Sometimes all that our members need is someone to listen to them. This is an essential part
of the Family Support Workers' role. We are a confidential*, non-judgemental and
respectful service bound by the Data Protection Acts 1998 and 2003.
There are Family Support Workers throughout the country.
* Confidentiality will not be breached unless a person (service user or otherwise) is deemed
to be at risk of or discloses an allegation of sexual abuse, self-harm, suicidal intention or
criminal activity. SBHI staff are bound by a duty of care to report such allegations.
WHO ARE WE?
The Family Support Team has people from nursing, education, and social care backgrounds.
Our team can assist you by providing information and support on medical matters, youth
development, education, continence management, mobility, independent/supportive living,
relationships and sexuality, entitlements, employment, advocacy and outreach services.
HOW CAN WE HELP?
Medical
Health professionals' from midwifery and paediatric hospitals contact us at the time of
diagnosis and the FSW team can link up with families in the community to provide
information, support and guidance. We liaise with you and health professionals such as
consultants, therapy services, continence and pain management advisors etc.

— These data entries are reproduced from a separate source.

//! # iwasawa-lfunctions
//!
//! The Kubota–Leopoldt p-adic L-function `L_p(s, chi)` at integer
//! points, its derivative at zero, and the Reid–Li sums that tie the
//! whole stack together.
//!
//! Values are memoized in two process-wide caches (values and
//! derivatives), both cleared by [`clear_cache`]. Caching is pure
//! memoization behind locks: the observable results are deterministic
//! whether or not a computation hits the cache.

#![warn(missing_docs)]
#![warn(clippy::all)]
#![warn(clippy::pedantic)]

pub mod kubota_leopoldt;
pub mod reid_li;

pub use kubota_leopoldt::{
    clear_cache, euler_factor, kubota_leopoldt, kubota_leopoldt_derivative,
};
pub use reid_li::{compute_phi_even, compute_phi_odd, verify_reid_li, ReidLiReport};
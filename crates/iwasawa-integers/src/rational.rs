//! Arbitrary precision rational numbers.
//!
//! Exact rationals back the Bernoulli-number layer: every Bernoulli
//! number and Bernoulli-polynomial value is kept as an exact fraction
//! and only converted to a p-adic number at its use site.

use dashu::base::{Inverse, Signed as DashuSigned, UnsignedAbs};
use dashu::rational::RBig;
use num_traits::{One, Zero};
use std::fmt;
use std::ops::{Add, Div, Mul, Neg, Sub};

use crate::Integer;

/// An arbitrary precision rational number.
///
/// Rationals are always stored in lowest terms with a positive denominator.
#[derive(Clone, PartialEq, Eq, Hash, PartialOrd, Ord, Default)]
pub struct Rational(RBig);

impl Rational {
    /// Creates a new rational from numerator and denominator.
    ///
    /// # Panics
    ///
    /// Panics if the denominator is zero.
    #[must_use]
    pub fn new(numerator: Integer, denominator: Integer) -> Self {
        assert!(!denominator.is_zero(), "denominator cannot be zero");
        let negate = denominator.is_negative();
        let r = RBig::from_parts(
            numerator.into_inner(),
            denominator.into_inner().unsigned_abs(),
        );
        if negate {
            Self(-r)
        } else {
            Self(r)
        }
    }

    /// Creates a rational from an integer (denominator = 1).
    #[must_use]
    pub fn from_integer(n: Integer) -> Self {
        Self(RBig::from(n.into_inner()))
    }

    /// Creates a rational from i64 numerator and denominator.
    ///
    /// # Panics
    ///
    /// Panics if the denominator is zero.
    #[must_use]
    pub fn from_i64(numerator: i64, denominator: i64) -> Self {
        Self::new(Integer::new(numerator), Integer::new(denominator))
    }

    /// Returns the numerator.
    #[must_use]
    pub fn numerator(&self) -> Integer {
        Integer::from(self.0.numerator().clone())
    }

    /// Returns the denominator (always positive).
    #[must_use]
    pub fn denominator(&self) -> Integer {
        Integer::from(dashu::integer::IBig::from(self.0.denominator().clone()))
    }

    /// Returns true if this rational is an integer.
    #[must_use]
    pub fn is_integer(&self) -> bool {
        *self.0.denominator() == dashu::integer::UBig::ONE
    }

    /// Returns true if negative.
    #[must_use]
    pub fn is_negative(&self) -> bool {
        DashuSigned::is_negative(&self.0)
    }

    /// Returns the reciprocal (1/x).
    ///
    /// # Panics
    ///
    /// Panics if the rational is zero.
    #[must_use]
    pub fn recip(&self) -> Self {
        assert!(!self.is_zero(), "cannot take reciprocal of zero");
        Self(self.0.clone().inv())
    }

    /// Computes self^exp for non-negative exp.
    #[must_use]
    pub fn pow(&self, exp: u32) -> Self {
        Self(self.0.pow(exp as usize))
    }
}

impl Zero for Rational {
    fn zero() -> Self {
        Self(RBig::ZERO)
    }

    fn is_zero(&self) -> bool {
        self.0 == RBig::ZERO
    }
}

impl One for Rational {
    fn one() -> Self {
        Self(RBig::ONE)
    }

    fn is_one(&self) -> bool {
        self.0 == RBig::ONE
    }
}

impl fmt::Debug for Rational {
    fn fmt(&self, f: &mut fmt::Formatter<'_>) -> fmt::Result {
        write!(f, "Rational({})", self.0)
    }
}

impl fmt::Display for Rational {
    fn fmt(&self, f: &mut fmt::Formatter<'_>) -> fmt::Result {
        if self.is_integer() {
            write!(f, "{}", self.numerator())
        } else {
            write!(f, "{}/{}", self.numerator(), self.denominator())
        }
    }
}

// Arithmetic operations
impl Add for Rational {
    type Output = Self;

    fn add(self, rhs: Self) -> Self::Output {
        Self(self.0 + rhs.0)
    }
}

impl Add for &Rational {
    type Output = Rational;

    fn add(self, rhs: Self) -> Self::Output {
        Rational(&self.0 + &rhs.0)
    }
}

impl Sub for Rational {
    type Output = Self;

    fn sub(self, rhs: Self) -> Self::Output {
        Self(self.0 - rhs.0)
    }
}

impl Sub for &Rational {
    type Output = Rational;

    fn sub(self, rhs: Self) -> Self::Output {
        Rational(&self.0 - &rhs.0)
    }
}

impl Mul for Rational {
    type Output = Self;

    fn mul(self, rhs: Self) -> Self::Output {
        Self(self.0 * rhs.0)
    }
}

impl Mul for &Rational {
    type Output = Rational;

    fn mul(self, rhs: Self) -> Self::Output {
        Rational(&self.0 * &rhs.0)
    }
}

impl Div for Rational {
    type Output = Self;

    fn div(self, rhs: Self) -> Self::Output {
        Self(self.0 / rhs.0)
    }
}

impl Div for &Rational {
    type Output = Rational;

    fn div(self, rhs: Self) -> Self::Output {
        Rational(&self.0 / &rhs.0)
    }
}

impl Neg for Rational {
    type Output = Self;

    fn neg(self) -> Self::Output {
        Self(-self.0)
    }
}

impl Neg for &Rational {
    type Output = Rational;

    fn neg(self) -> Self::Output {
        Rational(-&self.0)
    }
}

impl From<Integer> for Rational {
    fn from(n: Integer) -> Self {
        Self::from_integer(n)
    }
}

impl From<i64> for Rational {
    fn from(n: i64) -> Self {
        Self::from_integer(Integer::new(n))
    }
}
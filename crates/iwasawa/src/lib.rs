//! # Iwasawa
//!
//! Exact arithmetic in the p-adic numbers and the special functions
//! needed to evaluate Kubota–Leopoldt L-values: Morita's Gamma
//! function, p-adic logarithms, (generalized) Bernoulli numbers and
//! Dirichlet characters with Teichmüller lifts.
//!
//! ## Layering
//!
//! - `integers`: arbitrary precision integers/rationals and modular
//!   arithmetic (Tonelli–Shanks, Hensel, Teichmüller, CRT)
//! - `padic`: `Zp`, `Qp` and `Q_p(zeta_p)` with precision as data
//! - `characters`: Dirichlet characters and their three evaluation
//!   modes
//! - `special_func`: `log_p`, `exp_p`, `Gamma_p`, Bernoulli numbers
//! - `lfunctions`: `L_p`, `L'_p(0, ·)` and the Reid–Li sums
//!
//! ## Quick Start
//!
//! ```rust
//! use iwasawa::prelude::*;
//!
//! // sqrt(2) in Z_7 at 20 digits
//! let r = Zp::new(7, 20, 2).sqrt().unwrap();
//! assert_eq!(&r * &r, Zp::new(7, 20, 2));
//!
//! // Gamma_7(5) = -24
//! let g = gamma(&Zp::new(7, 20, 5)).unwrap();
//! assert_eq!(g, Zp::new(7, 20, -24));
//! ```

#![warn(missing_docs)]
#![warn(clippy::all)]
#![warn(clippy::pedantic)]

pub use iwasawa_characters as characters;
pub use iwasawa_integers as integers;
pub use iwasawa_lfunctions as lfunctions;
pub use iwasawa_padic as padic;
pub use iwasawa_special_func as special_func;

/// Clears every process-wide memoization map: both L-value caches and
/// the Bernoulli cache.
pub fn clear_caches() {
    iwasawa_lfunctions::clear_cache();
    iwasawa_special_func::clear_bernoulli_cache();
}

/// Prelude module for convenient imports.
pub mod prelude {
    pub use iwasawa_characters::{
        enumerate_characters, enumerate_primitive_characters, DirichletCharacter,
    };
    pub use iwasawa_integers::{Integer, Rational};
    pub use iwasawa_lfunctions::{
        kubota_leopoldt, kubota_leopoldt_derivative, verify_reid_li,
    };
    pub use iwasawa_padic::{Cyclotomic, ErrorKind, PadicError, Qp, Zp};
    pub use iwasawa_special_func::{
        bernoulli, gamma, generalized_bernoulli, iwasawa_log, log_gamma, log_p,
    };
}

#[cfg(test)]
mod tests {
    use super::prelude::*;

    #[test]
    fn test_end_to_end_surface() {
        // one pass through every layer from the facade
        let p = 5;
        let n = 12;
        let odd = enumerate_primitive_characters(p, p)
            .into_iter()
            .find(DirichletCharacter::is_odd)
            .unwrap();
        let value = kubota_leopoldt(0, &odd, n).unwrap();
        let b1 = generalized_bernoulli(1, &odd, n).unwrap();
        assert_eq!(value, -b1.with_precision(n as i64));

        let report = verify_reid_li(&odd, n).unwrap();
        assert!(report.holds);

        super::clear_caches();
        assert_eq!(kubota_leopoldt(0, &odd, n).unwrap(), value);
    }
}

We offer support and guidance that can empower you to manage your own specific health
needs.
Hospital
Your FSW can provide you with a number of different supports while you or your family
member is in hospital. We can visit you in hospital and liaise with your medical team and the
hospital social worker. We offer you support by helping to make sense of 'medical jargon',
to ensure you are getting the best possible up-to-date treatment and by empowering you to
ask the most relevant questions. We can also help by sitting with you and talking through
your fears and anxieties.
Education
We provide help and support through pre-school, primary, post-primary, resource centre
and third-level education by providing information, resources and advice in relation to
education supports and provisions. We also provide training to teachers and special needs
assistants, specific to the needs of the individual with Spina Bifida and/or Hydrocephalus.
Housing
We can liaise with you and the appropriate council and government bodies in relation to
your housing needs. This may involve guiding you through the process of housing
applications, housing adaptation and mobility aids grants, rent allowance or community and
residential housing.
Entitlements
There are specific payments that you may be entitled to. We can link you in with the
appropriate government bodies and guide you through the application process.
Advocacy
If you would like someone to accompany you to a hospital visit, or to a school review, we
would be happy to do so. At other times you may just like to know what your rights are. We
are also happy to provide information to schools, colleges, universities, or employers.
Employment
Your FSW can provide you with resources and information on employment. We can guide
you through your work options and put you in touch with the appropriate work and training
agencies specific to your needs. We offer advice on work-place employment and supported
employment options and provide information and guidance to your employer and can act as
your advocate should you encounter any employment difficulties.
Social Needs
We offer support and guidance on planning for the future, building personal relationships or
responding to social barriers that may be encountered. Your FSW can offer a number of
supports in relation to relationships and sexuality. We provide information and guidance
and can put you in touch with sexuality advisors.
Continence Management
We have a number of resources and information available on continence management. We
can link you in with consultants and community continence advisors.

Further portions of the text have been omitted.